利用者の立場から見ると……
では、訓練施設の見学ツアーを一般の利用者の立場から見ると、どういうことになるか。
これまで、間接的にしか伝えられていなかった訓練現場を生で見られるわけだから、「安全運航のために、こんな訓練をしているのか」という理解が進むだろう。それは、飛行機を利用する際の安心感につながるのではないか。
先に述べた時系列の関係でお分かりの通り、実はANA Blue Base Tourと、目下、航空業界を苦しめる原因になっているCOVID-19のパンデミックの間に関連性はない。それより前から、一般公開を前提とした施設として計画が進められていたからだ。
ただし、COVID-19を受けて変化が生じた点がひとつだけある。それが、ツアー起点に新たに設けられた「ANA Care Promise」、つまり機内の衛生管理に関わる展示だ。これもまた、飛行機を利用する際の安心感につながるものだといえる。
何が見られるかはタイミング次第
ただ、ANA Blue Baseは「一般向けの広報施設」として造られたものではなく、あくまで「社員向けの訓練施設」が本分。だから、見学ツアーに参加したときに、どこでどんな訓練をやっているかはタイミングと運次第。見学ツアーに合わせて、訓練の日程を組んでいるわけではないからだ。
そこで、映像コンテンツなどを活用して、まったくの空振りにならないようにフォローする仕組みもある。

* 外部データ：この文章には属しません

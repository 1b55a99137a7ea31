//! Self-contained walkthrough of every crate in the workspace.
//!
//! Uses fixed sample data: four daily points ending now, six readings with one
//! spike at timestamp 4, and an asset last serviced 180 days ago.

use crate::error::CliResult;
use crate::output::{format_value, print_json, OutputFormat};
use chrono::{DateTime, TimeDelta, Utc};
use grid_aggregator::Point;
use grid_anomaly::{AnomalyDetector, DetectorConfig, Reading};
use grid_converter::Tier;
use grid_maintenance::AssetHealth;
use serde::Serialize;
use std::time::Duration;

const DAY_SECS: u64 = 24 * 3600;

#[derive(Debug, Serialize)]
struct DemoSummary {
    kwh_to_mwh: f64,
    peak_cost: f64,
    efficiency_percent: f64,
    sum: f64,
    average: f64,
    moving_average: Vec<f64>,
    spikes: Vec<Reading>,
    outliers: Vec<Reading>,
    failure_risk_90_days: f64,
    next_service: DateTime<Utc>,
}

fn sample_points(now: DateTime<Utc>) -> Vec<Point> {
    vec![
        Point::new(10.0, now - TimeDelta::hours(72)),
        Point::new(15.0, now - TimeDelta::hours(48)),
        Point::new(20.0, now - TimeDelta::hours(24)),
        Point::new(25.0, now),
    ]
}

fn sample_readings() -> Vec<Reading> {
    vec![
        Reading::new(10.0, 1),
        Reading::new(11.0, 2),
        Reading::new(10.0, 3),
        Reading::new(200.0, 4),
        Reading::new(12.0, 5),
        Reading::new(13.0, 6),
    ]
}

fn run(now: DateTime<Utc>) -> DemoSummary {
    let points = sample_points(now);
    let readings = sample_readings();
    let detector = AnomalyDetector::new(DetectorConfig::new(2.0, 3));

    let health = AssetHealth {
        hours_run: 2500.0,
        failure_rate_per_year: 0.3,
        last_service: now - TimeDelta::days(180),
        service_interval: Duration::from_secs(365 * DAY_SECS),
    };

    DemoSummary {
        kwh_to_mwh: grid_converter::kwh_to_mwh(5000.0),
        peak_cost: grid_converter::calculate_cost(100.0, 0.20, Tier::Peak),
        efficiency_percent: grid_converter::calculate_efficiency(120.0, 90.0),
        sum: grid_aggregator::sum(&points),
        average: grid_aggregator::average(&points),
        moving_average: grid_aggregator::moving_average(&points, 2),
        spikes: detector.detect_spikes(&readings),
        outliers: detector.detect_outliers(&readings),
        failure_risk_90_days: grid_maintenance::failure_risk(
            health.failure_rate_per_year,
            Duration::from_secs(90 * DAY_SECS),
        ),
        next_service: grid_maintenance::next_service_date(&health),
    }
}

fn render(readings: &[Reading]) -> String {
    let items: Vec<String> = readings.iter().map(Reading::to_string).collect();
    format!("[{}]", items.join(", "))
}

/// Execute `grid demo`
pub fn execute(format: OutputFormat) -> CliResult<()> {
    let summary = run(Utc::now());

    match format {
        OutputFormat::Json => print_json(&summary),
        OutputFormat::Text => {
            println!("5,000 kWh -> MWh: {}", format_value(summary.kwh_to_mwh));
            println!("Cost (peak, 100 kWh @ 0.20): {}", format_value(summary.peak_cost));
            println!(
                "Efficiency (input 120, output 90): {}",
                format_value(summary.efficiency_percent)
            );
            println!("Sum: {}", format_value(summary.sum));
            println!("Average: {}", format_value(summary.average));
            let ma: Vec<String> = summary.moving_average.iter().map(|v| format_value(*v)).collect();
            println!("MovingAverage(2): [{}]", ma.join(", "));
            println!("Spikes: {}", render(&summary.spikes));
            println!("Outliers: {}", render(&summary.outliers));
            println!(
                "Failure risk in 90 days: {}",
                format_value(summary.failure_risk_90_days)
            );
            println!("Next service date: {}", summary.next_service.to_rfc3339());
            Ok(())
        }
    }
}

もしかすると「前回はこれを見られなかったから、今度こそは」といって、リピーターが続発するかもしれない。
また、訓練施設の見学にとどまらず、「航空旅行気分を体験する」という意味合いもある。なにしろ、受付は空港のチェックイン・カウンターみたいな造りになっているし、そこで渡されたチケットを使ってゲートを通る。エントランスにある荷物保管用ロッカーには、ANAが就航している空港のIATA空港コードが書かれている。

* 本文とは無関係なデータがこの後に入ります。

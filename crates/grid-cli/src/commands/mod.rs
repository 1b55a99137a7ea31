//! CLI command implementations

pub mod aggregate;
pub mod convert;
pub mod demo;
pub mod detect;
pub mod maintenance;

そして、「Experience ANA」というコーナーがあり、カウンター、A320のコックピット、777-300ER国際線仕様機のギャレー、スタッガード配置のビジネスクラス用シートなどがしつらえてある。旅客としての立場と、社員としての立場の両方から、エアラインのさまざまな仕事に触れることができるわけだ。

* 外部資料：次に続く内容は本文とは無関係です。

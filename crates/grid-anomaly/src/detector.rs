//! Configuration-carrying front end over the two analyses.

use serde::{Deserialize, Serialize};

use crate::outliers::{detect_outliers, TukeyFences};
use crate::reading::Reading;
use crate::spikes::detect_spikes;

/// Parameters for spike detection.
///
/// The outlier analysis takes no parameters; its fence multiplier is fixed.
#[derive(Clone, Copy, Debug, PartialEq, Serialize, Deserialize)]
pub struct DetectorConfig {
    /// Number of standard deviations a reading must exceed to be a spike.
    pub threshold: f64,
    /// Length of the trailing lookback window.
    pub window_size: usize,
}

impl DetectorConfig {
    pub fn new(threshold: f64, window_size: usize) -> Self {
        Self {
            threshold,
            window_size,
        }
    }
}

impl Default for DetectorConfig {
    fn default() -> Self {
        Self {
            threshold: crate::DEFAULT_THRESHOLD,
            window_size: crate::DEFAULT_WINDOW_SIZE,
        }
    }
}

/// Both analyses over one input, plus the fences used for outliers.
#[derive(Clone, Debug, Default, PartialEq, Serialize, Deserialize)]
pub struct AnomalyReport {
    pub spikes: Vec<Reading>,
    pub outliers: Vec<Reading>,
    /// `None` when the input was too short for quartiles.
    pub fences: Option<TukeyFences>,
}

impl AnomalyReport {
    pub fn is_clean(&self) -> bool {
        self.spikes.is_empty() && self.outliers.is_empty()
    }
}

/// Stateless detector bundling a [`DetectorConfig`].
#[derive(Clone, Debug, Default)]
pub struct AnomalyDetector {
    config: DetectorConfig,
}

impl AnomalyDetector {
    pub fn new(config: DetectorConfig) -> Self {
        Self { config }
    }

    pub fn config(&self) -> &DetectorConfig {
        &self.config
    }

    /// See [`detect_spikes`].
    pub fn detect_spikes(&self, readings: &[Reading]) -> Vec<Reading> {
        detect_spikes(readings, self.config.window_size, self.config.threshold)
    }

    /// See [`detect_outliers`].
    pub fn detect_outliers(&self, readings: &[Reading]) -> Vec<Reading> {
        detect_outliers(readings)
    }

    /// Run both analyses independently over the same input.
    pub fn analyze(&self, readings: &[Reading]) -> AnomalyReport {
        AnomalyReport {
            spikes: self.detect_spikes(readings),
            outliers: self.detect_outliers(readings),
            fences: TukeyFences::from_readings(readings),
        }
    }
}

こうした一連の体験を通じて、航空旅行、なかんずくANAに対する信頼感や安心感を持ってもらえれば……それが、ANA Blue Base Tourの最終的な狙いといえるのではないか。もちろん、ANAへの就職を目指す人が増えてくれることへの期待もあるだろう。
なお、受付があるエントランスエリアの一角には、787の模型が置かれていて、旅客機を飛ばすためにどんな仕事が行われているかを映像で見られる仕掛けがある。また、その背後の壁面上方では、ANAの歴史が簡単に分かるアニメーションが流されている。そこで冒頭にヘリコプターが出てくるのは、1952年の創業当初、社名が「日本ヘリコプター輸送株式会社」だったからだ。そんな、ANAグループのヘリテージに触れることもできる。